Leila Karam (1928 - 2 December 2008) was a Lebanese actress. Her major contributions were in the 1970s and 1980s in many Lebanese and Egyptian movies, plays and TV series of Tele Liban.

==Career==
Karam began her career in broadcast media in 1956, at Near East Radio. Soon after television came to Lebanon in 1959, she starred as the mother in the series Abou Melhem.
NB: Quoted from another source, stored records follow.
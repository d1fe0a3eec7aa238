//! ECS Benchmarks
//!
//! Performance benchmarks for the archetype store

use criterion::{black_box, criterion_group, criterion_main, BenchmarkId, Criterion};
use mosaic_ecs::World;

#[derive(Clone)]
struct Position {
    x: f32,
    y: f32,
    z: f32,
}

#[derive(Clone)]
struct Velocity {
    x: f32,
    y: f32,
    z: f32,
}

#[derive(Clone)]
struct Health {
    current: f32,
    max: f32,
}

fn world_with_types() -> World {
    let mut world = World::new();
    world.register_component::<Position>();
    world.register_component::<Velocity>();
    world.register_component::<Health>();
    world
}

fn bench_entity_spawn(c: &mut Criterion) {
    let mut group = c.benchmark_group("entity_spawn");

    for count in [100, 1000, 10000].iter() {
        group.bench_with_input(BenchmarkId::from_parameter(count), count, |b, &count| {
            b.iter(|| {
                let mut world = world_with_types();
                for _ in 0..count {
                    black_box(world.spawn());
                }
                world
            });
        });
    }

    group.finish();
}

fn bench_entity_despawn(c: &mut Criterion) {
    let mut group = c.benchmark_group("entity_despawn");

    for count in [100, 1000, 10000].iter() {
        group.bench_with_input(BenchmarkId::from_parameter(count), count, |b, &count| {
            b.iter_batched(
                || {
                    let mut world = world_with_types();
                    let entities: Vec<_> = (0..count)
                        .map(|_| {
                            world
                                .spawn_with((Position { x: 0.0, y: 0.0, z: 0.0 },))
                                .unwrap()
                        })
                        .collect();
                    (world, entities)
                },
                |(mut world, entities)| {
                    for entity in entities {
                        world.despawn(entity).unwrap();
                    }
                    world
                },
                criterion::BatchSize::SmallInput,
            );
        });
    }

    group.finish();
}

fn bench_component_add(c: &mut Criterion) {
    let mut group = c.benchmark_group("component_add");

    for count in [100, 1000, 10000].iter() {
        group.bench_with_input(BenchmarkId::from_parameter(count), count, |b, &count| {
            b.iter_batched(
                || {
                    let mut world = world_with_types();
                    let entities: Vec<_> = (0..count).map(|_| world.spawn()).collect();
                    (world, entities)
                },
                |(mut world, entities)| {
                    for entity in entities {
                        world
                            .add_component(entity, Position { x: 0.0, y: 0.0, z: 0.0 })
                            .unwrap();
                    }
                    world
                },
                criterion::BatchSize::SmallInput,
            );
        });
    }

    group.finish();
}

fn bench_component_get(c: &mut Criterion) {
    let mut group = c.benchmark_group("component_get");

    for count in [100, 1000, 10000].iter() {
        group.bench_with_input(BenchmarkId::from_parameter(count), count, |b, &count| {
            let mut world = world_with_types();
            let entities: Vec<_> = (0..count)
                .map(|_| {
                    world
                        .spawn_with((Position { x: 1.0, y: 2.0, z: 3.0 },))
                        .unwrap()
                })
                .collect();

            b.iter(|| {
                let mut sum = 0.0f32;
                for &entity in &entities {
                    if let Ok(pos) = world.get_component::<Position>(entity) {
                        sum += pos.x + pos.y + pos.z;
                    }
                }
                black_box(sum)
            });
        });
    }

    group.finish();
}

fn bench_query_for_each(c: &mut Criterion) {
    let mut group = c.benchmark_group("query_for_each");

    for count in [100, 1000, 10000].iter() {
        group.bench_with_input(BenchmarkId::from_parameter(count), count, |b, &count| {
            let mut world = world_with_types();
            for i in 0..count {
                let entity = world
                    .spawn_with((
                        Position { x: i as f32, y: 0.0, z: 0.0 },
                        Velocity { x: 1.0, y: 1.0, z: 1.0 },
                    ))
                    .unwrap();
                // Half the entities also carry Health, splitting the rows
                // across two archetypes.
                if i % 2 == 0 {
                    world
                        .add_component(entity, Health { current: 100.0, max: 100.0 })
                        .unwrap();
                }
            }
            let descriptor = world
                .query_builder()
                .with_all::<Position>()
                .with_all::<Velocity>()
                .build()
                .unwrap();
            let query = world.get_query(descriptor);

            b.iter(|| {
                let mut sum = 0.0f32;
                world.for_each(query, |world, entity| {
                    let pos = world.get_component::<Position>(entity).unwrap();
                    sum += pos.x;
                });
                black_box(sum)
            });
        });
    }

    group.finish();
}

fn bench_entity_valid_check(c: &mut Criterion) {
    let mut group = c.benchmark_group("entity_valid_check");

    let mut world = world_with_types();
    let entities: Vec<_> = (0..10000).map(|_| world.spawn()).collect();

    // Despawn every other entity
    for (i, &entity) in entities.iter().enumerate() {
        if i % 2 == 0 {
            world.despawn(entity).unwrap();
        }
    }

    group.bench_function("check_10000", |b| {
        b.iter(|| {
            let mut live_count = 0;
            for &entity in &entities {
                if world.is_valid(entity) {
                    live_count += 1;
                }
            }
            black_box(live_count)
        });
    });

    group.finish();
}

criterion_group!(
    benches,
    bench_entity_spawn,
    bench_entity_despawn,
    bench_component_add,
    bench_component_get,
    bench_query_for_each,
    bench_entity_valid_check,
);

criterion_main!(benches);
Her last role was as Carine Rizkallah's mother in Marte W Ana in 2000

==Personal life==
Karam was married, and had one son. Her elder sister Nabila Karam was also actress. She died on 2 December 2008 in a hospital in Beirut after a long illness.

==Filmography==

| Film / Series Name | Year | Genre | Role |  |
|---|---|---|---|---|
| Abou Melhem show |  | TV series | Um Melhem | Starring with Adeeb Haddad |
| Al akhrass |  | TV series |  |  |
| Beirut bil Layl (Beirut by Night) |  | TV series |  | Hassan el Miliji |
| Al Nahr (The River) |  | TV series |  |  |
| Ibrahim Afandi |  | TV series |  |  |
| Captain Bob |  | TV series | Zarifeh | With Ibrahim Meraachli, Hind Abi-Llama |
| Al Mouaallima Wal Oustaz (The teacher and the professor) |  | TV series | Zarifeh | With Ibrahim Meraachli, Hind Abi-Llama |
| Al Bou'asa' (Les Misérables) |  | TV series |  |  |
| Abou 'lmarajel |  | TV series |  |  |
| Al Chareed |  | TV series |  | With Akram Al Ahmar |
| Fares w Njoud |  | TV series |  |  |
| Hawl Ghourfati (Around my bedroom) |  | TV series |  | With Hind Abi-Llama |
| Allo, Hayete (Allo, My Love) |  | TV series |  | With Hind Abi-Llama and Abdel Majeed Majzoob |
| As Sarab |  | TV series |  |  |
| Ghouroub |  | TV series |  |  |
| Al Asira (The prisonier) | 1980 | TV series |  |  |
| Eddouniya Heik (Life is like that) | 1980 | TV series | Wardeh | Mouhammad Chamel |
| Al Amir al Ahmar (The Red Prince) | 1973 | Play |  |  |
| Mayss el Rim | 1975 | Play | Talji (Nehmen's Aunt) | Rahbani brothers |
| Al Mouamara moustamirra | 1980 | Play |  | Rahbani brothers |
| Bint al Haress (The Guardian's Daughter) | 1967 | Film |  | Rahbani brothers, Fairuz |
| Safar Barlik (The Exile) | 1967 | Film | Zahia | Rahbani brothers, Fairuz |
| Safrat El Ahlam (Dreams Journey) |  | Play |  | Elias Rahbani, Madonna Arnita |
| Nagham fi hayati (Melody in my life) | 1975 | Film |  |  |
| Houbbi lazi la yamout (My never dying Love) | 1983 | Film |  |  |
| Hamsat al shaytan (devils whisper) |  | Film |  |  |
| West Beirut | 1998 | Film | Oum Walid, Brothel Madam | Ziad Doueiri |

==Quotes==
"They don't remember us except when we are dead, that is if they do, so why should we remember them or show our admiration."